Please copy all of the records exactly, leaving nothing out.

---

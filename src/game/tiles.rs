//! Tile hooks and contextual actions.

use std::sync::Arc;

use log::debug;

use super::Game;
use crate::board::{Card, Tile};
use crate::core::{Action, ActionKind};

impl Game {
    /// Actions the tile at `location` offers the current player.
    #[must_use]
    pub fn tile_actions(&self, location: usize) -> Vec<Action> {
        let post_move = self.is_post_move();

        match self.board.tile(location) {
            Tile::Property { item } if post_move => self.property_tile_actions(item),
            Tile::Cards { deck, .. } if post_move && !deck.is_empty() => {
                vec![Action::free("Draw Card", ActionKind::DrawCard)]
            }
            Tile::Tax { tax, .. } if post_move => {
                vec![Action::new("Pay Tax", tax.clone(), ActionKind::PayTax)]
            }
            Tile::Jail { .. } if self.current_player().is_jailed() && !post_move => {
                self.jailed_actions(false)
            }
            Tile::GoToJail if post_move => self.card_actions(&Card::GoToJail),
            _ => self.default_tile_actions(),
        }
    }

    fn default_tile_actions(&self) -> Vec<Action> {
        if self.is_post_move() {
            vec![self.end_turn_action()]
        } else {
            vec![self.move_action()]
        }
    }

    fn property_tile_actions(&self, id: &str) -> Vec<Action> {
        let Some(property) = self.board.property(id) else {
            return self.default_tile_actions();
        };

        match self.find_owner(id) {
            Some(owner) if owner == self.current => vec![self.end_turn_action()],
            Some(_) if self.property_state(id).is_mortgaged() => vec![self.end_turn_action()],
            Some(owner) => vec![Action::new(
                "Pay Rent",
                self.rent(id),
                ActionKind::PayRent { owner },
            )],
            None => vec![
                Action::new(
                    "Buy",
                    property.buy_price.clone(),
                    ActionKind::BuyProperty {
                        property: id.to_string(),
                    },
                ),
                self.end_turn_action(),
            ],
        }
    }

    /// Actions for a jailed player standing in jail.
    ///
    /// `did_roll` hides the roll attempt once it has been used this turn.
    /// After three turns the fine is forced and the turn cannot be skipped.
    #[must_use]
    pub fn jailed_actions(&self, did_roll: bool) -> Vec<Action> {
        let location = self.current_player().location();
        let Tile::Jail { fine, release_card } = self.board.tile(location) else {
            return vec![self.end_turn_action()];
        };

        let can_skip = self.current_player().turns_in_jail().unwrap_or(0) < 3;

        let mut actions = vec![Action::new(
            "Use Card",
            release_card.clone(),
            ActionKind::UseJailCard,
        )];
        if !did_roll {
            actions.push(Action::free("Attempt Roll", ActionKind::AttemptJailRoll));
        }
        actions.push(Action::new(
            "Pay Fine",
            fine.clone(),
            ActionKind::PayJailFine { forced: !can_skip },
        ));
        if can_skip {
            actions.push(self.end_turn_action());
        }
        actions
    }

    /// Run the passing hook of the tile at `location`.
    pub(crate) fn on_pass(&mut self, location: usize) {
        let board = Arc::clone(&self.board);
        if let Tile::Go { reward } = board.tile(location) {
            debug!("{} passes GO", self.current);
            self.current_player_mut().items.merge(reward);
        }
    }

    /// Run the landing hook of the tile at `location`.
    pub(crate) fn on_land(&mut self, location: usize) {
        let board = Arc::clone(&self.board);
        if let Tile::Go { reward } = board.tile(location) {
            debug!("{} lands on GO", self.current);
            self.current_player_mut().items.merge(reward);
        }
    }
}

---

> **Answer space**
filename src/game/tiles.rs
//! Tile hooks and contextual actions.

use std::sync::Arc;

use log::debug;

use super::Game;
use crate::board::{Card, Tile};
use crate::core::{Action, ActionKind};

impl Game {
    /// Actions the tile at `location` offers the current player.
    #[must_use]
    pub fn tile_actions(&self, location: usize) -> Vec<Action> {
        let post_move = self.is_post_move();

        match self.board.tile(location) {
            Tile::Property { item } if post_move => self.property_tile_actions(item),
            Tile::Cards { deck, .. } if post_move && !deck.is_empty() => {
                vec![Action::free("Draw Card", ActionKind::DrawCard)]
            }
            Tile::Tax { tax, .. } if post_move => {
                vec![Action::new("Pay Tax", tax.clone(), ActionKind::PayTax)]
            }
            Tile::Jail { .. } if self.current_player().is_jailed() && !post_move => {
                self.jailed_actions(false)
            }
            Tile::GoToJail if post_move => self.card_actions(&Card::GoToJail),
            _ => self.default_tile_actions(),
        }
    }

    fn default_tile_actions(&self) -> Vec<Action> {
        if self.is_post_move() {
            vec![self.end_turn_action()]
        } else {
            vec![self.move_action()]
        }
    }

    fn property_tile_actions(&self, id: &str) -> Vec<Action> {
        let Some(property) = self.board.property(id) else {
            return self.default_tile_actions();
        };

        match self.find_owner(id) {
            Some(owner) if owner == self.current => vec![self.end_turn_action()],
            Some(_) if self.property_state(id).is_mortgaged() => vec![self.end_turn_action()],
            Some(owner) => vec![Action::new(
                "Pay Rent",
                self.rent(id),
                ActionKind::PayRent { owner },
            )],
            None => vec![
                Action::new(
                    "Buy",
                    property.buy_price.clone(),
                    ActionKind::BuyProperty {
                        property: id.to_string(),
                    },
                ),
                self.end_turn_action(),
            ],
        }
    }

    /// Actions for a jailed player standing in jail.
    ///
    /// `did_roll` hides the roll attempt once it has been used this turn.
    /// After three turns the fine is forced and the turn cannot be skipped.
    #[must_use]
    pub fn jailed_actions(&self, did_roll: bool) -> Vec<Action> {
        let location = self.current_player().location();
        let Tile::Jail { fine, release_card } = self.board.tile(location) else {
            return vec![self.end_turn_action()];
        };

        let can_skip = self.current_player().turns_in_jail().unwrap_or(0) < 3;

        let mut actions = vec![Action::new(
            "Use Card",
            release_card.clone(),
            ActionKind::UseJailCard,
        )];
        if !did_roll {
            actions.push(Action::free("Attempt Roll", ActionKind::AttemptJailRoll));
        }
        actions.push(Action::new(
            "Pay Fine",
            fine.clone(),
            ActionKind::PayJailFine { forced: !can_skip },
        ));
        if can_skip {
            actions.push(self.end_turn_action());
        }
        actions
    }

    /// Run the passing hook of the tile at `location`.
    pub(crate) fn on_pass(&mut self, location: usize) {
        let board = Arc::clone(&self.board);
        if let Tile::Go { reward } = board.tile(location) {
            debug!("{} passes GO", self.current);
            self.current_player_mut().items.merge(reward);
        }
    }

    /// Run the landing hook of the tile at `location`.
    pub(crate) fn on_land(&mut self, location: usize) {
        let board = Arc::clone(&self.board);
        if let Tile::Go { reward } = board.tile(location) {
            debug!("{} lands on GO", self.current);
            self.current_player_mut().items.merge(reward);
        }
    }
}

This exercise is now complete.